Walsall, UK

Joana Vasconcelos

The New Art Gallery

The young Portuguese artist Joana Vasconcelos gained broader recognition when one of her major works, A noiva (The Bride), 2001, was included in the 2005 Venice Biennale: At the entrance to the Arsenale hung an outsize chandelier, an elegant structure, nearly twenty feet high, in which the artist had replaced the traditional crystal pendants with cotton tampons—around twenty-five thousand in all. By associating an object characteristic of sumptuous palatial salons with the traditional bridal gown on one hand and taboos of feminine sexuality on the other, Vasconcelos created a powerful metaphor for contemporary womanhood, still captive to the dictates of a phallocentric civilization.

This work, installed in the large foyer of the New Art Gallery Walsall, where Vasconcelos brought together a broad selection of her output for the first time, encapsulates the artist’s technique and subject matter. Vasconcelos examines identity in terms of gender, class, and nationality, and to this end, she employs symbolically resonant consumer goods, bordering on kitsch, in order to produce sculptures that comment ironically on daily life. The rhetoric of these works is based, further, on their ingenious and meticulous elaboration—with artisanal features—as well as their visual power. Finally, their titles, which often show a sophisticated manipulation of language, also contribute to the multiplicity of meanings that the works engender, leaving the viewer entangled in a myriad of implications.

Another of Vasconcelos’s best-known works, Coração independente vermelho (Red Independent Heart), 2005, is the second in a group of three similar sculptures inspired by the Viano do Castelo heart, a filigree pendant traditionally made in the town of that name. For the first work in this series, the artist re-created one of these delicate pieces in large scale, utilizing not the usual gold but the humblest of food accessories, yellow plastic cutlery. The version shown here is made of red plastic utensils, while a third incarnation is black. Suspended from the ceiling, the plastic heart revolves constantly, accompanied by a recording of Amália Rodrigues, the diva of fado, singing a song with the same title as the work.
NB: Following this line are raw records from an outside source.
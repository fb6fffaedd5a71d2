//! Refcounted node handles.

use std::fmt;
use std::sync::Arc;

use livetree_core::{NodeFlags, NodeId, Phandle};

use crate::TreeInner;
use crate::arena::{NodeShared, PropertyRecord};

/// Handle to one live-tree node. Holding a `NodeRef` keeps the node's slot
/// alive: the refcount is bumped on acquisition and dropped on release, and
/// a slot is reclaimed only when the count is zero and the node is
/// detached. Clone and drop never take the tree lock.
pub struct NodeRef {
    pub(crate) inner: Arc<TreeInner>,
    pub(crate) id: NodeId,
    pub(crate) shared: Arc<NodeShared>,
}

impl NodeRef {
    /// Wrap an id whose refcount has already been bumped by the caller.
    pub(crate) fn adopt(inner: Arc<TreeInner>, id: NodeId, shared: Arc<NodeShared>) -> Self {
        Self { inner, id, shared }
    }

    pub fn id(&self) -> NodeId {
        self.id
    }

    pub fn name(&self) -> String {
        self.inner.state.lock().arena.node(self.id).data.name.clone()
    }

    pub fn path(&self) -> String {
        self.inner.state.lock().arena.node(self.id).data.path.clone()
    }

    pub fn type_name(&self) -> Option<String> {
        self.inner
            .state
            .lock()
            .arena
            .node(self.id)
            .data
            .type_name
            .clone()
    }

    pub fn phandle(&self) -> Phandle {
        self.inner.state.lock().arena.node(self.id).data.phandle
    }

    pub fn flags(&self) -> NodeFlags {
        self.inner.state.lock().arena.node(self.id).data.flags
    }

    pub fn is_detached(&self) -> bool {
        self.shared.is_detached()
    }

    /// Current reference count, for diagnostics and lifecycle tests.
    pub fn refcount(&self) -> u32 {
        self.shared.refcount()
    }

    pub fn parent(&self) -> Option<NodeRef> {
        let state = self.inner.state.lock();
        let parent = state.arena.node(self.id).data.parent?;
        let shared = state.arena.node(parent).shared.clone();
        shared.get();
        Some(NodeRef::adopt(self.inner.clone(), parent, shared))
    }

    /// Snapshot of the node's children, in sibling order.
    pub fn children(&self) -> Vec<NodeRef> {
        let state = self.inner.state.lock();
        state
            .arena
            .node(self.id)
            .data
            .children
            .iter()
            .map(|child| {
                let shared = state.arena.node(*child).shared.clone();
                shared.get();
                NodeRef::adopt(self.inner.clone(), *child, shared)
            })
            .collect()
    }

    /// Snapshot of the node's live properties, in list order.
    pub fn properties(&self) -> Vec<PropertyRecord> {
        let state = self.inner.state.lock();
        state
            .arena
            .node(self.id)
            .data
            .properties
            .iter()
            .map(|prop| state.arena.prop(*prop).record(*prop))
            .collect()
    }

    pub fn find_property(&self, name: &str) -> Option<PropertyRecord> {
        let state = self.inner.state.lock();
        let prop = state.find_property(self.id, name)?;
        Some(state.arena.prop(prop).record(prop))
    }

    /// Whether the node's `status` permits a device: okay/ok, or absent.
    pub fn is_available(&self) -> bool {
        self.inner.state.lock().device_available(self.id)
    }
}

impl Clone for NodeRef {
    fn clone(&self) -> Self {
        self.shared.get();
        Self {
            inner: self.inner.clone(),
            id: self.id,
            shared: self.shared.clone(),
        }
    }
}

impl Drop for NodeRef {
    fn drop(&mut self) {
        self.shared.put();
    }
}

impl PartialEq for NodeRef {
    fn eq(&self, other: &Self) -> bool {
        self.id == other.id
    }
}

impl Eq for NodeRef {}

impl fmt::Debug for NodeRef {
    fn fmt(&self, f: &mut fmt::Formatter<'_>) -> fmt::Result {
        write!(f, "NodeRef({})", self.id)
    }
}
Other works on view illustrated Vasconcelos’s more recent techniques: hand knitting and the use of crocheted pieces found in flea markets. Valquíria excesso (Valkyrie Excess), 2005, is an undulating, colorful, and voluminous construction in cloth hanging from the ceiling; Passerelle, 2005, is a motorized rack from which hang a group of ceramic dogs of a type often found in Portuguese homes—as the rack turns, the dogs bump into one another, eventually falling to pieces on the floor. While these works explore popular imagery and are thus in line with her long-standing practice, Jardim do Éden (Garden of Eden), 2007, which Vasconcelos created specifically for this show, expands her interests. Here, containers of artificial plants, lit by fiber optics, create a colorful landscape. In questioning the impact of technological progress on nature, Vasconcelos explores a new dimension of her already politicized view of the world.

Miguel Amado

Translated from Portuguese by Clifford E. Landers.